От нагнетаний меня отвлек очередной звонок.
— Мия! Ты куда пропала? — Взвинченный и громкий голос Маши врывается в мою тишину.
— Никуда.
Нет сил распространяться о репетиторстве, занятиях, подруга и сама не так уж зависима от телефона, чтобы не понять — есть дела поважнее.
— Мия, там такое… Я тебе скинула скрин. Это конец. Он всё вывернул. Это чудовище тебя подставило!
Я не понимала, о чём она. Тяжело думалось, будто и правда с борда навернулась и головой ударилась. Ничего не задерживалось, да ещё и зайцем проезжало.
— Маша. Маша, стой. Что опять случилось?
— Зайди в вк, увидишь… — Шепотом ответила подруга.
Скидываю звонок, включаю на телефоне интернет, и одно за другим начинают приходить уведомления. Сообщения, много сообщений.
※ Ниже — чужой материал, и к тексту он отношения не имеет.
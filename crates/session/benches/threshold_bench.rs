//! Threshold evaluation and aggregation benchmarks.

use criterion::{BenchmarkId, Criterion, Throughput, black_box, criterion_group, criterion_main};

use scangate_core::types::{Alert, AlertSummary, Severity};
use scangate_session::aggregate::summarize;
use scangate_session::config::{SeverityThreshold, ThresholdPolicy};
use scangate_session::threshold::evaluate;

fn bench_policy() -> ThresholdPolicy {
    ThresholdPolicy {
        high: SeverityThreshold {
            weight: 10,
            soft_limit: 0,
        },
        medium: SeverityThreshold {
            weight: 3,
            soft_limit: 9,
        },
        low: SeverityThreshold {
            weight: 1,
            soft_limit: 10,
        },
        informational: SeverityThreshold {
            weight: 0,
            soft_limit: 0,
        },
        cumulative_soft_limit: 50,
    }
}

fn make_alerts(count: usize) -> Vec<Alert> {
    let severities = Severity::ALL;
    (0..count)
        .map(|i| {
            // ~25% duplicate identities to exercise the seen-set.
            let name = format!("alert-{}", i % (count * 3 / 4 + 1));
            Alert::new(name, severities[i % severities.len()])
        })
        .collect()
}

fn bench_evaluate(c: &mut Criterion) {
    let policy = bench_policy();
    let summary = AlertSummary {
        high: 2,
        medium: 7,
        low: 13,
        informational: 40,
    };

    c.bench_function("threshold_evaluate", |b| {
        b.iter(|| evaluate(black_box(&summary), black_box(&policy)));
    });
}

fn bench_summarize(c: &mut Criterion) {
    let mut group = c.benchmark_group("summarize");
    for size in [10usize, 100, 1000, 10_000] {
        let alerts = make_alerts(size);
        group.throughput(Throughput::Elements(size as u64));
        group.bench_with_input(BenchmarkId::from_parameter(size), &alerts, |b, alerts| {
            b.iter(|| summarize(black_box(alerts)));
        });
    }
    group.finish();
}

criterion_group!(benches, bench_evaluate, bench_summarize);
criterion_main!(benches);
Захожу в соцсеть и просто проваливаюсь в вакханалию. Дойти до стула или хотя бы кровати не успеваю, обессиленным, сломленным стебельком опускаюсь прямо на колени.
Чтобы найти сообщение Маши, нужно пробраться сквозь обвинительный вердикт моих одноклассников. Переписки с теми, кто ещё недавно хвалил, восхищался, просил прощение, пропитаны теперь гневным, разочарованным, возмущенным недовольством.
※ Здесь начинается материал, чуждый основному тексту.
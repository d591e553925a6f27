//! Metric name constants and description registration.
//!
//! All metric names are defined centrally; modules call
//! `metrics::counter!()` / `metrics::gauge!()` / `metrics::histogram!()`
//! with these constants.
//!
//! # Naming convention
//!
//! - prefix: `scangate_`
//! - suffix: `_total` (counter), `_seconds` (histogram), none (gauge)

// --- label keys ---

/// Severity label key (High, Medium, Low, Informational).
pub const LABEL_SEVERITY: &str = "severity";

/// Result label key (success, unstable, failure, aborted).
pub const LABEL_RESULT: &str = "result";

// --- session metrics ---

/// Sessions run, by final result (counter, label: result).
pub const SESSION_RUNS_TOTAL: &str = "scangate_session_runs_total";

/// Wall-clock duration of a full session (histogram, seconds).
pub const SESSION_DURATION_SECONDS: &str = "scangate_session_duration_seconds";

/// Readiness probe connection attempts (counter).
pub const PROBE_ATTEMPTS_TOTAL: &str = "scangate_probe_attempts_total";

/// Raw alert records fetched from the daemon (counter).
pub const ALERTS_FETCHED_TOTAL: &str = "scangate_alerts_fetched_total";

/// Distinct alert identities after de-duplication (counter, label: severity).
pub const ALERTS_DISTINCT_TOTAL: &str = "scangate_alerts_distinct_total";

/// Failed daemon shutdown calls (counter).
pub const SHUTDOWN_FAILURES_TOTAL: &str = "scangate_shutdown_failures_total";

/// Daemon processes still running when the join window closed (counter).
pub const JOIN_TIMEOUTS_TOTAL: &str = "scangate_join_timeouts_total";

/// Session duration histogram buckets (seconds).
///
/// 1s to 2h; sessions are dominated by the external scan phase.
pub const SESSION_DURATION_BUCKETS: [f64; 8] =
    [1.0, 5.0, 15.0, 60.0, 300.0, 900.0, 3600.0, 7200.0];

/// Registers descriptions for all scangate metrics.
///
/// Call once after installing a global recorder.
pub fn describe_all() {
    use metrics::{describe_counter, describe_histogram};

    describe_counter!(
        SESSION_RUNS_TOTAL,
        "Total scan sessions run, labeled by final result"
    );
    describe_histogram!(
        SESSION_DURATION_SECONDS,
        "Wall-clock duration of a full scan session in seconds"
    );
    describe_counter!(
        PROBE_ATTEMPTS_TOTAL,
        "Total readiness probe connection attempts"
    );
    describe_counter!(
        ALERTS_FETCHED_TOTAL,
        "Total raw alert records fetched from the daemon"
    );
    describe_counter!(
        ALERTS_DISTINCT_TOTAL,
        "Distinct alert identities after de-duplication, labeled by severity"
    );
    describe_counter!(
        SHUTDOWN_FAILURES_TOTAL,
        "Total failed daemon shutdown calls"
    );
    describe_counter!(
        JOIN_TIMEOUTS_TOTAL,
        "Total daemon processes still running when the join window closed"
    );
}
«Всегда нужно оставаться человеком…»
«Мы отнеслись к тебе с пониманием, уважением, не стали трогать личное, а ты…»
«Это низко, подло. Не ожидала от тебя такого…»
И это самые безобидные. Целые простыни рассерженных и разъяренных слов-жал заполонили мои сети.
Буквы плывут перед глазами, тёмные круги оттеняют переписку, ничего не понимаю. Почему все как с цепи сорвались?
Что успело произойти за часы моего офлайна?
Добираюсь до сообщений Маши. Открываю скрин. И вижу себя, будто ещё днём, почти сразу после всех уроков, написала в общую беседу класса:
«С коробкой, как Дэн и говорил, вышло ювелирненько. Осталось только аккуратно обмолвиться, что Тузов наследник насильника, и всё. Больше не могу его видеть, надеюсь, Дэн вышвырнет его…»
И почти сразу другое сообщение:
«Ой, не туда. Случайно, это не вам…»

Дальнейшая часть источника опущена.